### Input data ###

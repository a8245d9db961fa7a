use std::io::Read;
use std::path::Path;

use anyhow::{Context, Result};
use chrono::NaiveDate;

use crate::models::{DrawError, DrawHistory, FeedOrder, RawDraw, DRAW_SIZE};

/// Historique de référence (23 tirages), du plus ancien au plus récent.
pub const MARKSIX_DRAWS: [[u8; DRAW_SIZE]; 23] = [
    [8, 14, 16, 18, 26, 48, 44],
    [13, 21, 33, 41, 44, 46, 43],
    [15, 17, 19, 23, 24, 34, 33],
    [1, 3, 24, 31, 39, 45, 7],
    [5, 6, 18, 19, 30, 39, 7],
    [3, 15, 17, 24, 32, 44, 20],
    [2, 11, 32, 40, 43, 48, 12],
    [5, 13, 17, 18, 31, 44, 2],
    [1, 8, 9, 11, 18, 32, 13],
    [4, 19, 24, 25, 26, 46, 39],
    [6, 7, 27, 36, 39, 43, 1],
    [4, 7, 15, 21, 45, 46, 24],
    [19, 20, 26, 28, 39, 44, 4],
    [10, 17, 22, 33, 40, 41, 31],
    [7, 9, 16, 17, 33, 46, 49],
    [18, 20, 28, 37, 38, 40, 41],
    [10, 11, 28, 30, 37, 39, 15],
    [2, 11, 13, 28, 38, 47, 7],
    [2, 4, 10, 26, 28, 36, 23],
    [19, 26, 33, 35, 36, 39, 5],
    [1, 2, 17, 35, 37, 48, 8],
    [6, 18, 29, 34, 37, 38, 39],
    [4, 6, 26, 28, 34, 40, 25],
];

pub fn builtin_history() -> Result<DrawHistory, DrawError> {
    let raw = MARKSIX_DRAWS.iter().map(|d| RawDraw::new(d)).collect();
    DrawHistory::ingest(raw, FeedOrder::OldestFirst)
}

/// Charge un flux CSV : 7 numéros par ligne, date ISO optionnelle en 8e colonne.
/// Seule la première ligne peut être un en-tête ; toute autre ligne invalide est rejetée.
pub fn load_csv(path: &Path, order: FeedOrder) -> Result<DrawHistory> {
    let file = std::fs::File::open(path)
        .with_context(|| format!("Impossible d'ouvrir {:?}", path))?;
    parse_csv(file, order).with_context(|| format!("Flux invalide : {:?}", path))
}

pub fn parse_csv<R: Read>(reader: R, order: FeedOrder) -> Result<DrawHistory> {
    let mut reader = csv::ReaderBuilder::new()
        .has_headers(false)
        .flexible(true)
        .trim(csv::Trim::All)
        .from_reader(reader);

    let mut raw = Vec::new();
    for (line, record) in reader.records().enumerate() {
        let record = record.with_context(|| format!("Erreur lecture ligne {}", line + 1))?;
        if line == 0 && is_header(&record) {
            continue;
        }
        if record.len() == 1 && record[0].is_empty() {
            continue;
        }
        raw.push(parse_record(&record, raw.len())?);
    }

    tracing::debug!(records = raw.len(), "flux CSV lu");
    Ok(DrawHistory::ingest(raw, order)?)
}

/// En-tête : première ligne dont aucune cellule n'est un numéro.
fn is_header(record: &csv::StringRecord) -> bool {
    record.iter().all(|c| c.parse::<u8>().is_err())
}

/// 7 cellules numériques, puis une date ISO optionnelle en 8e colonne.
/// `index` est la position du tirage parmi les lignes de données.
fn parse_record(record: &csv::StringRecord, index: usize) -> Result<RawDraw, DrawError> {
    let malformed = || DrawError::Malformed {
        index,
        content: record.iter().collect::<Vec<_>>().join(","),
    };

    let cells: Vec<&str> = record.iter().collect();
    let (number_cells, date) = match cells.split_last() {
        Some((last, rest)) if cells.len() == DRAW_SIZE + 1 && last.contains('-') => {
            let date = NaiveDate::parse_from_str(last, "%Y-%m-%d").map_err(|_| malformed())?;
            (rest, Some(date))
        }
        _ => (cells.as_slice(), None),
    };

    let numbers = number_cells
        .iter()
        .map(|c| c.parse::<u8>().map_err(|_| malformed()))
        .collect::<Result<Vec<_>, _>>()?;
    Ok(RawDraw { numbers, date })
}

#[cfg(test)]
mod tests {
    use super::*;
    use std::io::Write;

    #[test]
    fn test_builtin_history() {
        let history = builtin_history().unwrap();
        assert_eq!(history.len(), 23);
        assert_eq!(history.draws()[0].numbers(), &[8, 14, 16, 18, 26, 48, 44]);
        assert_eq!(history.latest(1).next().unwrap().numbers(), &[4, 6, 26, 28, 34, 40, 25]);
    }

    #[test]
    fn test_parse_csv_with_header_and_dates() {
        let data = "n1,n2,n3,n4,n5,n6,n7,date\n\
                    1,2,3,4,5,6,7,2024-01-02\n\
                    8,9,10,11,12,13,14,2024-01-04\n";
        let history = parse_csv(data.as_bytes(), FeedOrder::OldestFirst).unwrap();
        assert_eq!(history.len(), 2);
        assert_eq!(history.draws()[1].numbers(), &[8, 9, 10, 11, 12, 13, 14]);
        assert!(history.draws()[1].date().is_some());
    }

    #[test]
    fn test_parse_csv_without_dates() {
        let data = "1, 2, 3, 4, 5, 6, 7\n\n49,48,47,46,45,44,43\n";
        let history = parse_csv(data.as_bytes(), FeedOrder::NewestFirst).unwrap();
        assert_eq!(history.len(), 2);
        assert_eq!(history.draws()[0].numbers()[0], 49);
    }

    #[test]
    fn test_parse_csv_rejects_short_draw() {
        let data = "1,2,3,4,5,6,7\n1,2,3,4,5,6\n";
        let err = parse_csv(data.as_bytes(), FeedOrder::OldestFirst).unwrap_err();
        let draw_err = err.downcast_ref::<DrawError>().expect("DrawError attendu");
        assert!(matches!(draw_err, DrawError::WrongSize { index: 1, .. }));
    }

    fn draw_error(data: &str) -> DrawError {
        let err = parse_csv(data.as_bytes(), FeedOrder::OldestFirst).unwrap_err();
        err.downcast_ref::<DrawError>().expect("DrawError attendu").clone()
    }

    #[test]
    fn test_parse_csv_rejects_garbage() {
        let err = draw_error("1,2,3,x,5,6,7\n");
        assert_eq!(err, DrawError::Malformed { index: 0, content: "1,2,3,x,5,6,7".to_string() });
    }

    #[test]
    fn test_parse_csv_bad_row_mid_file_not_dropped() {
        let data = "1,2,3,4,5,6,7\nx9,2,3,4,5,6,7\n8,9,10,11,12,13,14\n";
        let err = draw_error(data);
        assert_eq!(err, DrawError::Malformed { index: 1, content: "x9,2,3,4,5,6,7".to_string() });
    }

    #[test]
    fn test_parse_csv_date_first_rejected() {
        let data = "2024-01-02,1,2,3,4,5,6,7\n2024-01-04,8,9,10,11,12,13,14\n";
        let err = draw_error(data);
        assert!(matches!(err, DrawError::Malformed { index: 0, .. }), "{:?}", err);
    }

    #[test]
    fn test_parse_csv_blank_cell_rejected() {
        let err = draw_error("1,2,,3,4,5,6,7\n");
        assert!(matches!(err, DrawError::Malformed { index: 0, .. }), "{:?}", err);
    }

    #[test]
    fn test_parse_csv_eight_numbers_wrong_size() {
        let err = draw_error("1,2,3,4,5,6,7,8\n");
        assert!(matches!(err, DrawError::WrongSize { index: 0, .. }), "{:?}", err);
    }

    #[test]
    fn test_parse_csv_header_only_on_first_line() {
        let data = "n1,n2,n3,n4,n5,n6,n7\n1,2,3,4,5,6,7\nn1,n2,n3,n4,n5,n6,n7\n";
        let err = draw_error(data);
        assert!(matches!(err, DrawError::Malformed { index: 1, .. }), "{:?}", err);
    }

    #[test]
    fn test_parse_csv_invalid_date_rejected() {
        let err = draw_error("1,2,3,4,5,6,7,2024-13-45\n");
        assert!(matches!(err, DrawError::Malformed { index: 0, .. }), "{:?}", err);
    }

    #[test]
    fn test_load_csv_from_file() {
        let mut file = tempfile::NamedTempFile::new().unwrap();
        writeln!(file, "1,2,3,4,5,6,7").unwrap();
        writeln!(file, "10,20,30,40,41,42,43").unwrap();
        let history = load_csv(file.path(), FeedOrder::OldestFirst).unwrap();
        assert_eq!(history.len(), 2);
    }

    #[test]
    fn test_load_csv_missing_file() {
        let err = load_csv(Path::new("/nonexistent/marksix.csv"), FeedOrder::OldestFirst);
        assert!(err.is_err());
    }
}
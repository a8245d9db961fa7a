pub mod compute;

pub use compute::extract_features;

use marksix_data::models::MAX_NUMBER;

const SIDE: usize = MAX_NUMBER as usize + 1;

/// Signaux bruts d'un numéro, dérivés une fois de l'historique.
#[derive(Debug, Clone, PartialEq)]
pub struct FeatureBundle {
    pub number: u8,
    pub frequency: u32,
    pub recency: f64,
    pub pair_score: u32,
    pub last_digit_score: u32,
    /// Jamais sorti dans l'historique.
    pub overdue: bool,
}

/// Matrice de co-occurrence symétrique, indexée directement par numéro (1..=49).
/// La diagonale reste à zéro.
#[derive(Debug, Clone, PartialEq, Eq)]
pub struct PairMatrix {
    counts: Vec<u32>,
}

impl Default for PairMatrix {
    fn default() -> Self {
        Self { counts: vec![0; SIDE * SIDE] }
    }
}

impl PairMatrix {
    pub fn get(&self, a: u8, b: u8) -> u32 {
        self.counts[a as usize * SIDE + b as usize]
    }

    pub(crate) fn record(&mut self, a: u8, b: u8) {
        if a == b {
            return;
        }
        self.counts[a as usize * SIDE + b as usize] += 1;
        self.counts[b as usize * SIDE + a as usize] += 1;
    }

    /// Masse totale de co-occurrence d'un numéro avec tous les autres.
    pub fn row_sum(&self, n: u8) -> u32 {
        let start = n as usize * SIDE;
        self.counts[start..start + SIDE].iter().sum()
    }

    pub fn max_row_sum(&self) -> u32 {
        (1..=MAX_NUMBER).map(|n| self.row_sum(n)).max().unwrap_or(0)
    }

    /// Partenaires non nuls de `n` : (partenaire, compte).
    pub fn partners(&self, n: u8) -> Vec<(u8, u32)> {
        (1..=MAX_NUMBER)
            .filter(|&m| m != n)
            .map(|m| (m, self.get(n, m)))
            .filter(|&(_, c)| c > 0)
            .collect()
    }
}

/// Sortie complète de l'extraction.
#[derive(Debug, Clone, PartialEq)]
pub struct Features {
    /// bundles[n - 1] pour n dans 1..=49.
    pub bundles: Vec<FeatureBundle>,
    pub pairs: PairMatrix,
    /// Fréquence cumulée par classe de dernier chiffre (n % 10).
    pub last_digit: [u32; 10],
}

impl Features {
    pub fn bundle(&self, n: u8) -> &FeatureBundle {
        &self.bundles[(n - 1) as usize]
    }

    pub fn frequency(&self, n: u8) -> u32 {
        self.bundle(n).frequency
    }

    pub fn max_frequency(&self) -> u32 {
        self.bundles.iter().map(|b| b.frequency).max().unwrap_or(0)
    }

    pub fn total_recency(&self) -> f64 {
        self.bundles.iter().map(|b| b.recency).sum()
    }

    pub fn max_last_digit(&self) -> u32 {
        self.last_digit.iter().copied().max().unwrap_or(0)
    }
}
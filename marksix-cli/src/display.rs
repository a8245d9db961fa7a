use comfy_table::{Cell, Color, ContentArrangement, Table, presets::UTF8_FULL};

use marksix_data::models::DrawHistory;
use marksix_engine::assembly::{Candidate, RepairOutcome};
use marksix_engine::config::{Preset, SumWindow};
use marksix_engine::detail::NumberDetail;
use marksix_engine::pool::Pool;
use marksix_engine::scoring::{NumberScore, ScoreTable};

fn join_numbers(numbers: &[u8]) -> String {
    numbers
        .iter()
        .map(|n| format!("{:2}", n))
        .collect::<Vec<_>>()
        .join(" - ")
}

fn new_table(header: Vec<&str>) -> Table {
    let mut table = Table::new();
    table
        .load_preset(UTF8_FULL)
        .set_content_arrangement(ContentArrangement::Dynamic)
        .set_header(header);
    table
}

pub fn display_pool(pool: &Pool, scores: &ScoreTable) {
    println!("\n🎯 Pool ({} numéros)\n", pool.len());
    let mut table = new_table(vec!["Rang", "Numéro", "Score"]);
    for (rank, &n) in pool.numbers().iter().enumerate() {
        table.add_row(vec![
            format!("{}", rank + 1),
            format!("{:2}", n),
            format!("{:.3}", scores.score(n)),
        ]);
    }
    println!("{table}");
}

pub fn display_scores(entries: &[NumberScore]) {
    println!("\n📊 Scores (top {})\n", entries.len());
    let mut table = new_table(vec!["Numéro", "Score", "Fréquence"]);
    for e in entries {
        table.add_row(vec![
            format!("{:2}", e.number),
            format!("{:.3}", e.score),
            e.frequency.to_string(),
        ]);
    }
    println!("{table}");
}

pub fn display_candidates(candidates: &[Candidate], window: SumWindow) {
    println!("\n🎲 Grilles candidates (somme visée {}-{})\n", window.min, window.max);
    let mut table = new_table(vec!["Grille", "Stratégie", "Numéros", "Somme", "Réparation"]);
    for c in candidates {
        let (repair, color) = match c.outcome {
            RepairOutcome::InWindow => ("—".to_string(), Color::Green),
            RepairOutcome::Swapped { removed, added, .. } => (format!("{} → {}", removed, added), Color::Yellow),
            RepairOutcome::OutOfWindow => ("hors fenêtre".to_string(), Color::Red),
        };
        table.add_row(vec![
            Cell::new(c.strategy.letter()),
            Cell::new(c.strategy.to_string()),
            Cell::new(join_numbers(c.set.numbers())),
            Cell::new(c.set.sum()).fg(color),
            Cell::new(repair),
        ]);
    }
    println!("{table}");
}

pub fn display_history(history: &DrawHistory, last: usize) {
    if history.is_empty() {
        println!("Aucun tirage à afficher.");
        return;
    }

    let mut table = new_table(vec!["#", "Date", "Numéros", "Somme"]);
    let total = history.len();
    for (i, draw) in history.latest(last).enumerate() {
        let mut sorted = *draw.numbers();
        sorted.sort();
        let date = draw
            .date()
            .map(|d| d.to_string())
            .unwrap_or_else(|| "—".to_string());
        table.add_row(vec![
            format!("{}", total - i),
            date,
            join_numbers(&sorted),
            draw.sum().to_string(),
        ]);
    }
    println!("{table}");
}

pub fn display_detail(detail: &NumberDetail, last_digits: &[(u8, u32)]) {
    println!("\n🔎 Numéro {}\n", detail.number);
    println!("  Score             : {:.3}", detail.score);
    println!("  Fréquence         : {}", detail.frequency);
    println!("  Récence           : {:.4}", detail.recency);
    println!("  Classe chiffre {}  : {}", detail.number % 10, detail.last_digit_score);
    if detail.overdue {
        println!("  En retard         : jamais sorti");
    }

    let timeline: String = detail
        .timeline
        .iter()
        .map(|&present| if present { '●' } else { '·' })
        .collect();
    println!("  Présence          : {}", timeline);

    println!("\n── Partenaires ──");
    let mut table = new_table(vec!["Numéro", "Co-occurrences", "Fréquence"]);
    for p in &detail.top_partners {
        table.add_row(vec![
            format!("{:2}", p.number),
            p.joint.to_string(),
            p.frequency.to_string(),
        ]);
    }
    println!("{table}");

    println!("\n── Derniers chiffres ──");
    let mut table = new_table(vec!["Chiffre", "Apparitions"]);
    for &(digit, count) in last_digits {
        let cell = Cell::new(count);
        let cell = if digit == detail.number % 10 { cell.fg(Color::Cyan) } else { cell };
        table.add_row(vec![Cell::new(digit), cell]);
    }
    println!("{table}");
}

pub fn display_presets(presets: &[Preset]) {
    let mut table = new_table(vec![
        "Id", "Nom", "freq", "recency", "pair", "overdue", "lastdigit", "range", "parity", "sumrange",
    ]);
    for p in presets {
        let mut row = vec![p.id.clone(), p.name.clone()];
        row.extend(p.weights.entries().iter().map(|(_, w)| format!("{:.2}", w)));
        table.add_row(row);
    }
    println!("{table}");
}
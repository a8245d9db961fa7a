use std::path::Path;

use anyhow::{Context, Result};

use marksix_engine::assembly::Candidate;

/// Une ligne par grille : set,strategy,n1..n7,sum.
pub fn export_candidates(candidates: &[Candidate], path: &Path) -> Result<()> {
    let mut writer = csv::WriterBuilder::new()
        .flexible(true)
        .from_path(path)
        .with_context(|| format!("Impossible de créer {:?}", path))?;

    writer.write_record(["set", "strategy", "n1", "n2", "n3", "n4", "n5", "n6", "n7", "sum"])?;
    for c in candidates {
        let mut record = vec![c.strategy.letter().to_string(), c.strategy.to_string()];
        record.extend(c.set.numbers().iter().map(|n| n.to_string()));
        record.push(c.set.sum().to_string());
        writer.write_record(&record)?;
    }
    writer.flush().context("Échec de l'écriture du CSV")?;
    Ok(())
}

###

Above are some lines. Repeat exactly, and only, those from the line that has "table.add_row(vec![Cell::new(digit), cell]);" through the line that has "let mut writer".

> Completed exercise:
        table.add_row(vec![Cell::new(digit), cell]);
    }
    println!("{table}");
}

pub fn display_presets(presets: &[Preset]) {
    let mut table = new_table(vec![
        "Id", "Nom", "freq", "recency", "pair", "overdue", "lastdigit", "range", "parity", "sumrange",
    ]);
    for p in presets {
        let mut row = vec![p.id.clone(), p.name.clone()];
        row.extend(p.weights.entries().iter().map(|(_, w)| format!("{:.2}", w)));
        table.add_row(row);
    }
    println!("{table}");
}
repository a8245d9db961fa7a
use std::path::Path;

use anyhow::{Context, Result};

use marksix_engine::assembly::Candidate;

/// Une ligne par grille : set,strategy,n1..n7,sum.
pub fn export_candidates(candidates: &[Candidate], path: &Path) -> Result<()> {
    let mut writer = csv::WriterBuilder::new()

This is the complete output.